And other phrases too difficult to say with a mouthful of cookies.

So Jitterbug took the girls camping Saturday.

And Aldis the Goldenboy went to Beatle Sue’s and StanStan the Rockman’s house for the night.

So I had the house to myself from 1pm Saturday until about 1pm Sunday.

I mean, Mr. Boobodie was here some of the time, but he kept to his tentacle dungeon most of the time so he didn’t affect my alone time in the slightest.

I suddenly had 24 hours of time to do whatever I wanted.

So I caught up on Marvel movies.

I was behind.

I watched “Black Widow” first.

Then I made a buffet plate of leftovers for din-din before heading back to my office to watch “Shang Chi”.

Both were excellent.

Then I took the photo for the day and went to bed early with a headful of melatonin.

Yesterday’s word of the day was: Thanatognomonic.

Thanatognomonic
adj
(Medicine) signalling the nearness of death

I was supposed to be dressed like the grim reaper, but I, for some fucking stupid reason, don’t own a scythe.

Plastic costume version or the real deal.

A fucking tragedy.

Or is it a travesty?

Maybe both?

Whatever.

The point being that I just sat in quiet for nearly 24 hours and recharged my batteries.
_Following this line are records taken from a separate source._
//! Store-level integrity triggers.
//!
//! - `audit_logs` rejects UPDATE; INSERT and DELETE remain allowed.
//! - `journal_entries` and `journal_lines` reject writes dated inside a closed
//!   or locked accounting period, for both the old and the new row.

use sea_orm_migration::prelude::*;

#[derive(DeriveMigrationName)]
pub struct Migration;

#[async_trait::async_trait]
impl MigrationTrait for Migration {
    async fn up(&self, manager: &SchemaManager) -> Result<(), DbErr> {
        let db = manager.get_connection();

        db.execute_unprepared(AUDIT_IMMUTABILITY_SQL).await?;
        db.execute_unprepared(PERIOD_LOCK_SQL).await?;

        Ok(())
    }

    async fn down(&self, manager: &SchemaManager) -> Result<(), DbErr> {
        let db = manager.get_connection();
        db.execute_unprepared(DROP_TRIGGERS_SQL).await?;
        Ok(())
    }
}

const AUDIT_IMMUTABILITY_SQL: &str = r"
CREATE OR REPLACE FUNCTION prevent_audit_log_update()
RETURNS TRIGGER AS $$
BEGIN
    RAISE EXCEPTION 'Audit log entries are immutable';
END;
$$ LANGUAGE plpgsql;

CREATE TRIGGER trg_prevent_audit_log_update
BEFORE UPDATE ON audit_logs
FOR EACH ROW
EXECUTE FUNCTION prevent_audit_log_update();
";

const PERIOD_LOCK_SQL: &str = r"
CREATE OR REPLACE FUNCTION locked_period_name(p_company_id UUID, p_date DATE)
RETURNS TEXT AS $$
    SELECT ap.period_name
    FROM accounting_periods ap
    WHERE ap.company_id = p_company_id
      AND ap.period_start <= p_date
      AND ap.period_end >= p_date
      AND (ap.is_locked OR ap.status IN ('closed', 'locked'))
    ORDER BY ap.period_start
    LIMIT 1;
$$ LANGUAGE sql STABLE;

CREATE OR REPLACE FUNCTION enforce_period_lock()
RETURNS TRIGGER AS $$
DECLARE
    locked_name TEXT;
BEGIN
    IF TG_OP IN ('UPDATE', 'DELETE') THEN
        locked_name := locked_period_name(OLD.company_id, OLD.entry_date);
        IF locked_name IS NOT NULL THEN
            RAISE EXCEPTION 'Period % is locked', locked_name;
        END IF;
    END IF;

    IF TG_OP IN ('INSERT', 'UPDATE') THEN
        locked_name := locked_period_name(NEW.company_id, NEW.entry_date);
        IF locked_name IS NOT NULL THEN
            RAISE EXCEPTION 'Period % is locked', locked_name;
        END IF;
        RETURN NEW;
    END IF;

    RETURN OLD;
END;
$$ LANGUAGE plpgsql;

CREATE TRIGGER trg_enforce_period_lock
BEFORE INSERT OR UPDATE OR DELETE ON journal_entries
FOR EACH ROW
EXECUTE FUNCTION enforce_period_lock();

CREATE OR REPLACE FUNCTION enforce_line_period_lock()
RETURNS TRIGGER AS $$
DECLARE
    entry_company UUID;
    entry_day DATE;
    locked_name TEXT;
BEGIN
    SELECT je.company_id, je.entry_date INTO entry_company, entry_day
    FROM journal_entries je
    WHERE je.id = CASE WHEN TG_OP = 'DELETE' THEN OLD.journal_entry_id ELSE NEW.journal_entry_id END;

    IF entry_company IS NOT NULL THEN
        locked_name := locked_period_name(entry_company, entry_day);
        IF locked_name IS NOT NULL THEN
            RAISE EXCEPTION 'Period % is locked', locked_name;
        END IF;
    END IF;

    IF TG_OP = 'DELETE' THEN
        RETURN OLD;
    END IF;
    RETURN NEW;
END;
$$ LANGUAGE plpgsql;

CREATE TRIGGER trg_enforce_line_period_lock
BEFORE INSERT OR UPDATE OR DELETE ON journal_lines
FOR EACH ROW
EXECUTE FUNCTION enforce_line_period_lock();
";

const DROP_TRIGGERS_SQL: &str = r"
DROP TRIGGER IF EXISTS trg_enforce_line_period_lock ON journal_lines;
DROP TRIGGER IF EXISTS trg_enforce_period_lock ON journal_entries;
DROP TRIGGER IF EXISTS trg_prevent_audit_log_update ON audit_logs;
DROP FUNCTION IF EXISTS enforce_line_period_lock();
DROP FUNCTION IF EXISTS enforce_period_lock();
DROP FUNCTION IF EXISTS locked_period_name(UUID, DATE);
DROP FUNCTION IF EXISTS prevent_audit_log_update();
";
That is as close to a vacation as I am going to get any time soon.

And I am very grateful for it.

Today’s word of the day is: Their.

Their
[ thair; unstressed ther ]
pronoun
a form of the possessive case of plural they used as an attributive adjective, before a noun:
their home;
their rights as citizens;
their departure for Rome.
a form of the possessive case of singular they used as an attributive adjective, before a noun:
(used to refer to a generic or unspecified person previously mentioned, about to be mentioned, or present in the immediate context):
Someone left their book on the table.
A parent should read to their child.
(used to refer to a specific or known person previously mentioned, about to be mentioned, or present in the immediate context):
I’m glad my teacher last year had high expectations for their students.
(used to refer to a nonbinary or gender-nonconforming person previously mentioned, about to be mentioned, or present in the immediate context):
My cousin Sam is bad at math, but their other grades are good.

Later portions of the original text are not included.